There have been a few good reasons for dual Xeons or Opterons over the year: increased number of PCIe lanes, ability to use two processors with fewer cores allowing higher clock speeds, higher total RAM capacity. We have eleven Xeon systems totaling 17 CPU's for those reasons. However, the latency in synchronizing the data streams between processors and redundancy of components: having to provide space for two sockets/processors/ CPU coolers, and sets of RAM slots. Plus, anyway, many important workstation programs- such as all of Adobe CS/CC and much of Autodesk, have had limited benefit from a lot of threads. Plus, the user having to pay for the duplicate pieces is a cost/performance ratio born of necessity rather than efficiency.

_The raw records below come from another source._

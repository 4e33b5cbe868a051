use anyhow::Result;
use clap::Parser;
use colored::Colorize;

use winsweep::cleaner::{self, CleanMode, CleanOptions};
use winsweep::cli::args::{
    Cli, Commands, CompletionShell, ConfigAction, ExcludeAction, OutputFormat, SelectAction,
};
use winsweep::cli::output;
use winsweep::common::config::{Config, OutputFormat as ConfigFormat};
use winsweep::common::format;
use winsweep::common::runtime::{CancelToken, OpGate};
use winsweep::registry::{Category, Group, RiskLevel};
use winsweep::scanner::{self, AnalyzeOptions};

fn main() -> Result<()> {
    let cli = Cli::parse();

    if cli.no_color {
        colored::control::set_override(false);
    }

    if cli.verbose {
        tracing_subscriber::fmt()
            .with_env_filter("winsweep=debug")
            .init();
    }

    match cli.command {
        Commands::List { ref group } => cmd_list(&cli, group.as_deref()),

        Commands::Analyze {
            ref categories,
            detailed,
        } => cmd_analyze(&cli, categories, detailed),

        Commands::Clean {
            ref categories,
            all,
            safe_only,
            dry_run,
            yes,
            secure,
            delete_read_only,
            min_age,
        } => {
            let opts = CleanArgs {
                all,
                safe_only,
                dry_run,
                yes,
                secure,
                delete_read_only,
                min_age,
            };
            cmd_clean(&cli, categories, opts)
        }

        Commands::Select { ref action } => cmd_select(action),

        Commands::Exclude { ref action } => cmd_exclude(action),

        Commands::Config { action } => cmd_config(action),

        Commands::Completions { shell } => {
            use clap::CommandFactory;
            let mut cmd = Cli::command();
            let shell = match shell {
                CompletionShell::Bash => clap_complete::Shell::Bash,
                CompletionShell::Zsh => clap_complete::Shell::Zsh,
                CompletionShell::Fish => clap_complete::Shell::Fish,
                CompletionShell::Powershell => clap_complete::Shell::PowerShell,
            };
            clap_complete::generate(shell, &mut cmd, "winsweep", &mut std::io::stdout());
            Ok(())
        }
    }
}

/// The `--format` flag wins; the configured preference is the fallback
fn output_format(cli: &Cli, config: &Config) -> OutputFormat {
    match cli.format {
        Some(ref f) => f.clone(),
        None => match config.output_format {
            ConfigFormat::Human => OutputFormat::Human,
            ConfigFormat::Json => OutputFormat::Json,
            ConfigFormat::Quiet => OutputFormat::Quiet,
        },
    }
}

// ─── List ─────────────────────────────────────────────────────────────────────

fn cmd_list(cli: &Cli, group: Option<&str>) -> Result<()> {
    let config = Config::load()?;
    let registry = Category::registry(&config);

    let filter: Option<Group> = match group {
        Some(name) => Some(name.parse().map_err(anyhow::Error::msg)?),
        None => None,
    };
    let categories: Vec<&Category> = registry
        .iter()
        .filter(|c| filter.map_or(true, |g| c.group == g))
        .collect();

    match output_format(cli, &config) {
        OutputFormat::Human => output::print_category_list(&categories, &config),
        OutputFormat::Json => output::print_category_list_json(&categories, &config),
        OutputFormat::Quiet => {
            for cat in &categories {
                println!("{}  {}", cat.id, cat.risk);
            }
        }
    }
    Ok(())
}

// ─── Analyze ──────────────────────────────────────────────────────────────────

fn cmd_analyze(cli: &Cli, categories: &[String], detailed: bool) -> Result<()> {
    let config = Config::load()?;
    let registry = Category::registry(&config);

    let selected: Vec<&Category> = if categories.is_empty() {
        registry.iter().collect()
    } else {
        Category::find(&registry, categories)?
    };

    let format = output_format(cli, &config);
    let show_progress = !cli.quiet && matches!(format, OutputFormat::Human);
    let gate = OpGate::new();
    let cancel = CancelToken::new();

    let results = scanner::run_analysis(
        &selected,
        &config,
        &gate,
        &cancel,
        AnalyzeOptions {
            show_progress,
            collect_files: detailed,
        },
    )?;

    match format {
        OutputFormat::Human => output::print_analyze_results(&results, detailed),
        OutputFormat::Json => output::print_analyze_json(&results),
        OutputFormat::Quiet => output::print_analyze_quiet(&results),
    }
    Ok(())
}

// ─── Clean ────────────────────────────────────────────────────────────────────

/// Clean flags, bundled so the handler signature stays readable
struct CleanArgs {
    all: bool,
    safe_only: bool,
    dry_run: bool,
    yes: bool,
    secure: bool,
    delete_read_only: bool,
    min_age: Option<u32>,
}

fn cmd_clean(cli: &Cli, categories: &[String], args: CleanArgs) -> Result<()> {
    let CleanArgs {
        all,
        safe_only,
        dry_run,
        yes,
        secure,
        delete_read_only,
        min_age,
    } = args;

    let mut config = Config::load()?;
    Config::init_dirs()?;

    // Command-line flags override the saved settings for this pass
    if secure {
        config.secure_delete = true;
    }
    if delete_read_only {
        config.delete_read_only = true;
    }
    if let Some(days) = min_age {
        config.min_file_age_days = days;
    }

    let registry = Category::registry(&config);
    let ids: Vec<String> = if all {
        registry.iter().map(|c| c.id.clone()).collect()
    } else if categories.is_empty() {
        config.selected.clone()
    } else {
        categories.to_vec()
    };
    if ids.is_empty() {
        anyhow::bail!(
            "no categories selected — pass ids (e.g. `winsweep clean windows_temp`), \
             use --all, or save a selection with `winsweep select add <id>`"
        );
    }
    let mut selected = Category::find(&registry, &ids)?;
    if safe_only {
        selected.retain(|c| c.risk == RiskLevel::Safe);
    }

    let format = output_format(cli, &config);
    let show_progress = !cli.quiet && matches!(format, OutputFormat::Human);
    let gate = OpGate::new();
    let cancel = CancelToken::new();

    let mode = if dry_run {
        CleanMode::DryRun
    } else {
        CleanMode::Delete
    };

    // Confirm with real numbers, not a guess
    if mode == CleanMode::Delete && !yes {
        let preview = scanner::run_analysis(
            &selected,
            &config,
            &gate,
            &cancel,
            AnalyzeOptions {
                show_progress,
                collect_files: false,
            },
        )?;
        if matches!(format, OutputFormat::Human) {
            output::print_analyze_results(&preview, false);
        }

        print!(
            "  {} PERMANENTLY DELETE {} ({})? [y/N] ",
            "❓",
            format::format_count(preview.total_files),
            format::format_size(preview.total_bytes)
        );
        use std::io::Write;
        std::io::stdout().flush()?;

        let mut input = String::new();
        std::io::stdin().read_line(&mut input)?;
        if !input.trim().eq_ignore_ascii_case("y") {
            println!("  {} Cancelled", "✗".red());
            return Ok(());
        }
    }

    let mut options = CleanOptions::from_config(&config, mode);
    options.show_progress = show_progress;

    let summary = cleaner::run_clean(&selected, &config, &gate, &cancel, options)?;

    match format {
        OutputFormat::Human => output::print_clean_summary(&summary, dry_run),
        OutputFormat::Json => output::print_clean_json(&summary),
        OutputFormat::Quiet => output::print_clean_quiet(&summary),
    }
    Ok(())
}

// ─── Select ───────────────────────────────────────────────────────────────────

fn cmd_select(action: &SelectAction) -> Result<()> {
    let mut config = Config::load()?;
    let registry = Category::registry(&config);

    match action {
        SelectAction::Add { ids } => {
            // Validate before touching the saved selection
            Category::find(&registry, ids)?;
            for id in ids {
                config.select(id);
            }
            config.save()?;
            println!("  {} Selected: {}", "✓".green(), ids.join(", "));
        }
        SelectAction::Remove { ids } => {
            for id in ids {
                config.deselect(id);
            }
            config.save()?;
            println!("  {} Deselected: {}", "✓".green(), ids.join(", "));
        }
        SelectAction::Group { name } => {
            let group: Group = name.parse().map_err(anyhow::Error::msg)?;
            let mut added = 0;
            for cat in registry.iter().filter(|c| c.group == group) {
                config.select(&cat.id);
                added += 1;
            }
            config.save()?;
            println!("  {} Selected {} categories from {}", "✓".green(), added, group);
        }
        SelectAction::Safe => {
            let mut added = 0;
            for cat in registry.iter().filter(|c| c.risk == RiskLevel::Safe) {
                config.select(&cat.id);
                added += 1;
            }
            config.save()?;
            println!("  {} Selected {} safe categories", "✓".green(), added);
        }
        SelectAction::All => {
            for cat in &registry {
                config.select(&cat.id);
            }
            config.save()?;
            println!("  {} Selected all {} categories", "✓".green(), registry.len());
        }
        SelectAction::Show => {
            if config.selected.is_empty() {
                println!("  Nothing selected. Add with: winsweep select add <id>");
            } else {
                for id in &config.selected {
                    println!("  {}", id);
                }
            }
        }
        SelectAction::Clear => {
            config.selected.clear();
            config.save()?;
            println!("  {} Selection cleared", "✓".green());
        }
    }
    Ok(())
}

// ─── Exclude ──────────────────────────────────────────────────────────────────

fn cmd_exclude(action: &ExcludeAction) -> Result<()> {
    let mut config = Config::load()?;

    match action {
        ExcludeAction::Add { pattern } => {
            glob::Pattern::new(pattern)
                .map_err(|e| anyhow::anyhow!("bad pattern '{}': {}", pattern, e))?;
            config.add_exclusion(pattern);
            config.save()?;
            println!("  {} Excluding: {}", "✓".green(), pattern);
        }
        ExcludeAction::Remove { pattern } => {
            config.remove_exclusion(pattern);
            config.save()?;
            println!("  {} No longer excluding: {}", "✓".green(), pattern);
        }
        ExcludeAction::List => {
            if config.exclusions.is_empty() {
                println!("  No exclusion patterns.");
            } else {
                for pattern in &config.exclusions {
                    println!("  {}", pattern);
                }
            }
        }
    }
    Ok(())
}

// ─── Config ───────────────────────────────────────────────────────────────────

fn cmd_config(action: ConfigAction) -> Result<()> {
    match action {
        ConfigAction::Init => {
            Config::init_dirs()?;
            let config = Config::default();
            config.save()?;
            println!("  {} winsweep initialized at ~/.winsweep", "✓".green());
            println!("  Created: config.toml, logs/");
            Ok(())
        }
        ConfigAction::Show => {
            let config = Config::load()?;
            println!("{}", toml::to_string_pretty(&config)?);
            Ok(())
        }
        ConfigAction::Reset => {
            let config = Config::default();
            config.save()?;
            println!("  {} Configuration reset to defaults", "✓".green());
            Ok(())
        }
        ConfigAction::Set { key, value } => {
            let mut config = Config::load()?;
            match key.as_str() {
                "min_file_age_days" => config.min_file_age_days = value.parse()?,
                "delete_read_only" => config.delete_read_only = value.parse()?,
                "secure_delete" => config.secure_delete = value.parse()?,
                "secure_passes" => config.secure_passes = value.parse()?,
                "output_format" => {
                    config.output_format = match value.as_str() {
                        "human" => ConfigFormat::Human,
                        "json" => ConfigFormat::Json,
                        "quiet" => ConfigFormat::Quiet,
                        _ => anyhow::bail!("output_format must be human, json, or quiet"),
                    }
                }
                _ => anyhow::bail!("Unknown config key: {}", key),
            }
            config.save()?;
            println!("  {} Set {} = {}", "✓".green(), key, value);
            Ok(())
        }
    }
}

There is an upcoming Threadripper 1955X 10C / 20T @ 3.6/4.0, 44 PCIe, 125W that is especially tempting. Given the probable high single-thread performance for 3D modeling, the usefulness of 20 threads in CPU rendering, and the ability to overclock, that appears potentially to be a fantastic visualization workstation processor and should have good analytical/compute, and simulation possibilities. If it's under $700, I may well have one. My hope is that there will be roomy large format WS motherboards for that big socket.
This also represents welcome competition for the upcoming LGA2066 Xeon specification and pricing. There are some signs of some level of Intel embedded marketing ossification, with the downmarket nomenclature of "Gold" and Platinum", sounding as though these are 19th Century CPU's to be sold at Woolworths or time-share condo schemes. Also, in my view, Intel already made a serious error with the i7-7820X, which has an enticing specification of 8-cores and 3.6/4.3/4.5 clock sequence for $600, but purposely disabled PCIe lanes to support only 28. That means that many users will think twice as they count the number of GPU's that will can run at x16.
Thanks AMD; finally some sign of life in the workstation world.